Why You Need To Understand Stamp Duty And Tax

Close-up Photo of Handwritten Letters with Stamps

When you sell your home, why do you need to understand stamp duty and tax in the UK?  What is Stamp Duty Land Tax?  What is Capital Gains Tax?  Do you need to understand these terms when buying and/or selling a home in the UK?

Stamp Duty Land Tax (SDLT)

If the property is worth £250,000 or more, you will want to be familiar with Stamp Duty Land Tax because you will likely to asked to pay it.  If you are buying a home for the first time, you will not need to pay SDLT unless the value is above £425,000.  These rates can change so attention will need to be paid to see if any rules or restrictions have been revised.  Property in Scotland and Wales have slightly different rules and regulations regarding the tax.

The tax is payable when you purchase a new or existing leasehold; if you are transferred land or property in exchange for payment (i.e., mortgage); buy a freehold property; or purchase a property through a shared ownership scheme (usually involving a public entity).

How much tax you pay relates to whether the property or land will be used for residential, non-residential, or mixed-use purposes.  It is also affected by whether the property is eligible for an exemption or for relief.  A Stemp Duty Land Tax return must be filed even if it is discovered that you are eligible for some form of relief.

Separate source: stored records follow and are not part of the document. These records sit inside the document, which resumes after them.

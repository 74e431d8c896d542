//! Long-poll cycle bookkeeping.
//!
//! The driver decides *when* a poll must be sent; the session does the sending.
//! At most one poll is outstanding at a time. Time is passed in so the stall
//! guard can be exercised without a clock.
//!
//! A poll replaced by the stall guard may still be answered later. Replies
//! carry nothing that ties them to a poll, so the driver counts replaced polls
//! and lets that many replies through without polling again.

use std::time::Duration;

use tokio::time::Instant;

#[derive(Debug, Clone, Copy, PartialEq, Eq)]
pub enum PollPhase {
    /// No poll outstanding.
    Idle,
    /// A poll was sent at `issued_at` and has not been answered.
    Awaiting { issued_at: Instant },
    /// The connection is gone; nothing is polled again.
    Stopped,
}

#[derive(Debug)]
pub struct PollDriver {
    queue_id: Option<u64>,
    phase: PollPhase,
    /// Replaced polls whose reply may still arrive.
    superseded: usize,
    /// A reply was absorbed since the current poll was sent.
    absorbed: bool,
    timeout: Duration,
    stall_grace: Duration,
}

impl PollDriver {
    pub fn new(timeout: Duration, stall_grace: Duration) -> Self {
        Self {
            queue_id: None,
            phase: PollPhase::Idle,
            superseded: 0,
            absorbed: false,
            timeout,
            stall_grace,
        }
    }

    /// The queue adopted from the first acknowledgment.
    pub fn queue_id(&self) -> Option<u64> {
        self.queue_id
    }

    pub fn phase(&self) -> PollPhase {
        self.phase
    }

    /// Replaced polls that have not been answered yet.
    pub fn superseded(&self) -> usize {
        self.superseded
    }

    pub fn is_stopped(&self) -> bool {
        self.phase == PollPhase::Stopped
    }

    /// Server-side timeout carried by each poll, in milliseconds.
    pub fn timeout_ms(&self) -> u64 {
        u64::try_from(self.timeout.as_millis()).unwrap_or(u64::MAX)
    }

    /// Record an acknowledgment. Returns the queue to poll when no poll is
    /// outstanding yet.
    pub fn on_ack(&mut self, queue_id: u64) -> Option<u64> {
        match self.queue_id {
            None => {
                tracing::info!(queue_id, "Result queue assigned");
                self.queue_id = Some(queue_id);
            }
            Some(current) if current != queue_id => {
                tracing::warn!(current, ignored = queue_id, "Acknowledgment names another queue");
            }
            Some(_) => {}
        }

        match self.phase {
            PollPhase::Idle => self.queue_id,
            PollPhase::Awaiting { .. } | PollPhase::Stopped => None,
        }
    }

    /// Record a poll response. Returns the queue to poll again, or `None` when
    /// the response is taken to answer a replaced poll.
    pub fn on_response(&mut self) -> Option<u64> {
        if self.is_stopped() {
            return None;
        }
        if self.superseded > 0 {
            self.superseded -= 1;
            if let PollPhase::Awaiting { .. } = self.phase {
                tracing::debug!(superseded = self.superseded, "Late reply to a replaced poll");
                self.absorbed = true;
                return None;
            }
        }
        self.phase = PollPhase::Idle;
        self.queue_id
    }

    /// Mark a poll as sent at `now`.
    pub fn issued(&mut self, now: Instant) {
        if !self.is_stopped() {
            self.phase = PollPhase::Awaiting { issued_at: now };
            self.absorbed = false;
        }
    }

    /// A poll could not be sent; the next trigger tries again.
    pub fn send_failed(&mut self) {
        if !self.is_stopped() {
            self.phase = PollPhase::Idle;
        }
    }

    /// When the outstanding poll counts as lost.
    pub fn deadline(&self) -> Option<Instant> {
        match self.phase {
            PollPhase::Awaiting { issued_at } => Some(issued_at + self.timeout + self.stall_grace),
            PollPhase::Idle | PollPhase::Stopped => None,
        }
    }

    /// Returns the queue to poll again if the outstanding poll is overdue.
    ///
    /// The overdue poll counts as replaced unless a reply was absorbed while it
    /// was out; that reply was most likely its own.
    pub fn check_stall(&mut self, now: Instant) -> Option<u64> {
        let deadline = self.deadline()?;
        if now < deadline {
            return None;
        }
        if !self.absorbed {
            self.superseded += 1;
        }
        self.absorbed = false;
        tracing::warn!(
            queue_id = ?self.queue_id,
            overdue_ms = u64::try_from(now.saturating_duration_since(deadline).as_millis())
                .unwrap_or(u64::MAX),
            superseded = self.superseded,
            "Poll response overdue, re-polling"
        );
        self.phase = PollPhase::Idle;
        self.queue_id
    }

    pub fn stop(&mut self) {
        self.phase = PollPhase::Stopped;
    }
}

SDLT reliefs can be offered for first-time buyers; owners of multiple homes or properties; employers when purchasing an employee’s house; building companies purchasing an individual home; Crown employees; when purchased by a charity for charitable purposes; registered social landlords; those developers who offer community amenities; and property investment funds, just to name a few scenarios.

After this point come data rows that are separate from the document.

//! yrwatch - follow a running game through the ra2yr server and log
//! per-player summaries.

use std::time::Duration;

use tokio::time::MissedTickBehavior;
use tracing_subscriber::{layer::SubscriberExt, util::SubscriberInitExt};

use yrwatch::{
    ApiClient, ClientConfig, ClientHandlers, ConnectionNotice, GameSummary, StateRefresher,
};

/// How often the summary is written to the log.
const SUMMARY_INTERVAL: Duration = Duration::from_secs(5);

#[tokio::main]
async fn main() -> anyhow::Result<()> {
    dotenvy::dotenv().ok();

    tracing_subscriber::registry()
        .with(
            tracing_subscriber::EnvFilter::try_from_default_env()
                .unwrap_or_else(|_| "yrwatch=debug".into()),
        )
        .with(tracing_subscriber::fmt::layer())
        .init();

    let config = ClientConfig::from_env();
    tracing::info!(
        address = %config.address,
        max_pending = config.max_pending,
        ack_policy = %config.ack_policy,
        "Starting yrwatch"
    );

    let handlers = ClientHandlers::new()
        .on_open(|| tracing::info!("Connection open"))
        .on_state_update(|update| {
            tracing::debug!(field = %update.field(), len = update.len(), "State updated");
        })
        .on_close(|notice| match notice {
            ConnectionNotice::Closed => tracing::info!("Connection closed"),
            ConnectionNotice::TransportError(e) => tracing::error!("Connection lost: {}", e),
            ConnectionNotice::ProtocolError(e) => tracing::warn!("Server reported: {}", e),
        });

    let client = ApiClient::new(config, handlers);
    client.connect().await?;

    let mut refresher = tokio::spawn(StateRefresher::new(client.clone()).run());
    let mut summary_ticker = tokio::time::interval(SUMMARY_INTERVAL);
    summary_ticker.set_missed_tick_behavior(MissedTickBehavior::Skip);

    loop {
        tokio::select! {
            _ = tokio::signal::ctrl_c() => {
                tracing::info!("Interrupted, disconnecting");
                break;
            }
            finished = &mut refresher => {
                finished??;
                tracing::info!("Refresher stopped");
                break;
            }
            _ = summary_ticker.tick() => {
                let summary = GameSummary::from_model(&client.game_state().await);
                tracing::info!("{}", serde_json::to_string(&summary)?);
            }
        }
    }

    client.disconnect().await;
    Ok(())
}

You do not have to pay SDLT or file a return if no payment changes hands or if you have left the home in a will.  Likewise, no SDLT is necessary if a property is transferred due to divorce or if you purchase a property for less than £40,000.  Check with the HMRC’s (HM Revenue & Customs) guidance to learn about all the possible scenarios under which you can avoid paying Stamp Duty Land Tax.

Capital Gains Tax

When selling a home, you will not need to pay Capital Gains Tax if: 1) you have lived in the home for the entire time you have owned it; 2) you have not let part of it out or used part of it entirely for a business venture; and 3) if the property in total is smaller than 5,000 square metres.  In the above three instances, you will automatically receive a tax relief, known as the Private Residence Relief.  If you do not meet all three criteria, it may be necessary to pay some portion of a Capital Gains Tax.

When working with a property purchasing company, all these matters can be taken care of for you.  You need not wrestle with these rules and regulations on your own.